VB = 6.03 mL - 0.20 mL = 5.83 mL * (1 L / 1000 mL) = 0.00583 L

VA = 35.00 mL - 0.00 mL = 35.00 mL * (1 L / 1000 mL) = 0.03500 L

MA = (0.198 M * 0.00583 L) / (0.03500 L) = 0.0330 M

2. Concentrations of K+ and HT-

0.0330 M KHT * (1 mol K+ / 1 mol KHT) = 0.0330 M K+

0.0330 M KHT * (1 mol HT- / 1 mol KHT) = 0.0330 M HT-

3. Average solubility of KHT

(0.0330 M + 0.0325 M + 0.0334 M) / 3 = 0.0330 M

4. Ksp of KHT

Ksp = [K+][HT-]

Ksp = (0.0330 M)2 = 0.00109

5. Average Ksp of KHT

(0.00109 + 0.00106 + 0.00112) /3 = 0.00109

6. Percent error

(|0.00109 - 0.000917| / 0.000917) * 100% = 18.8%

Discussion

The volumes for each of the three trials were supposed to be the same, but there were small variations between each one. The concentration of sodium hydroxide was known, and the volumes of NaOH and KHT could be calculated by subtracting the initial volume from the final volume. Using these three known values and the dilution law, the concentration of KHT could be calculated.
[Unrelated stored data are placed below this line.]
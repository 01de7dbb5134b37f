//! Parses shell lines into [`UiAction`]s.

use std::path::PathBuf;

use shared::domain::ReportVariant;

use crate::controller::reducer::VisualizationMode;

#[derive(Debug, Clone, PartialEq, Eq)]
pub enum UiAction {
    Home,
    SelectDomain(String),
    ChooseFile(PathBuf),
    ClearFile,
    Upload,
    Retry,
    Results,
    Visualization(VisualizationMode),
    Download(String),
    Report(ReportVariant),
    Health,
    DismissError,
    Help,
    Quit,
}

pub const HELP: &str = "\
commands:
  home                      back to the domain picker (clears the session)
  select <domain>           open the supermarket or telecom upload view
  file <path>               choose a CSV/Excel file to upload
  clear                     forget the chosen file
  upload                    upload the chosen file and fetch its results
  retry                     re-run the last failed request
  results                   show the current session results
  viz index|dashboard       open the visualization views
  download <name>           save one of the session's result files
  report [detailed]         generate and save a report
  health                    check the backend
  dismiss                   hide the current error
  help                      show this list
  quit                      exit";

/// Blank lines parse to `None`. Unknown commands and missing arguments come
/// back as a usage message.
pub fn parse_line(line: &str) -> Result<Option<UiAction>, String> {
    let line = line.trim();
    if line.is_empty() {
        return Ok(None);
    }
    let (command, rest) = match line.split_once(char::is_whitespace) {
        Some((command, rest)) => (command, rest.trim()),
        None => (line, ""),
    };

    let action = match command.to_ascii_lowercase().as_str() {
        "home" => UiAction::Home,
        "select" => UiAction::SelectDomain(required(rest, "select <domain>")?.to_string()),
        "file" => UiAction::ChooseFile(PathBuf::from(required(rest, "file <path>")?)),
        "clear" => UiAction::ClearFile,
        "upload" => UiAction::Upload,
        "retry" => UiAction::Retry,
        "results" => UiAction::Results,
        "viz" => match rest.to_ascii_lowercase().as_str() {
            "" | "index" => UiAction::Visualization(VisualizationMode::Index),
            "dashboard" => UiAction::Visualization(VisualizationMode::Dashboard),
            other => return Err(format!("unknown visualization view '{other}'; use: viz index|dashboard")),
        },
        "download" => UiAction::Download(required(rest, "download <name>")?.to_string()),
        "report" => {
            if rest.is_empty() {
                UiAction::Report(ReportVariant::default())
            } else {
                UiAction::Report(rest.parse::<ReportVariant>().map_err(|err| err.to_string())?)
            }
        }
        "health" => UiAction::Health,
        "dismiss" => UiAction::DismissError,
        "help" | "?" => UiAction::Help,
        "quit" | "exit" | "q" => UiAction::Quit,
        other => return Err(format!("unknown command '{other}'; type 'help' for a list")),
    };
    Ok(Some(action))
}

fn required<'a>(value: &'a str, usage: &str) -> Result<&'a str, String> {
    if value.is_empty() {
        Err(format!("usage: {usage}"))
    } else {
        Ok(value)
    }
}

#[cfg(test)]
#[path = "tests/input_tests.rs"]
mod tests;
//! Text UI: app state, input parsing, view rendering and the shell drivers.

pub mod app;
pub mod input;
pub mod shell;
pub mod views;

pub use app::ConsoleApp;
Because KHT dissolves into F in one to one ratios, the concentration of KHT was equal to the concentration of K+ and HT-. Ksp was determined by multiplying the concentration of K+ and HT-, and it was compared to the actual value. The percent error was moderately high, perhaps due to an overshoot during the titration, because the phenolphthalein indicator turned a dark purple in every trial. Another source of error may have been from excess water in the buret and beakers that may have diluted the solutions.

Conclusion

The percent error for this experiment was 18.8%, which is beyond the acceptable 5% margin. The experimental procedure ensured a saturated solution of KHT to be titrated with a solution of NaOH at a known concentration, but excess water may have altered these concentrations. Both the actual (0.000917) and experimental (0.00109) Ksp for KHT were very small numbers, which means KHT does not dissociate much into its ions in water; the equilibrium between KHT and K+ and HT- is reactant favored. Further experimentation could be done by titrating other solutions and determining their Ksp, to judge how good other solutions dissolve compared to KHT.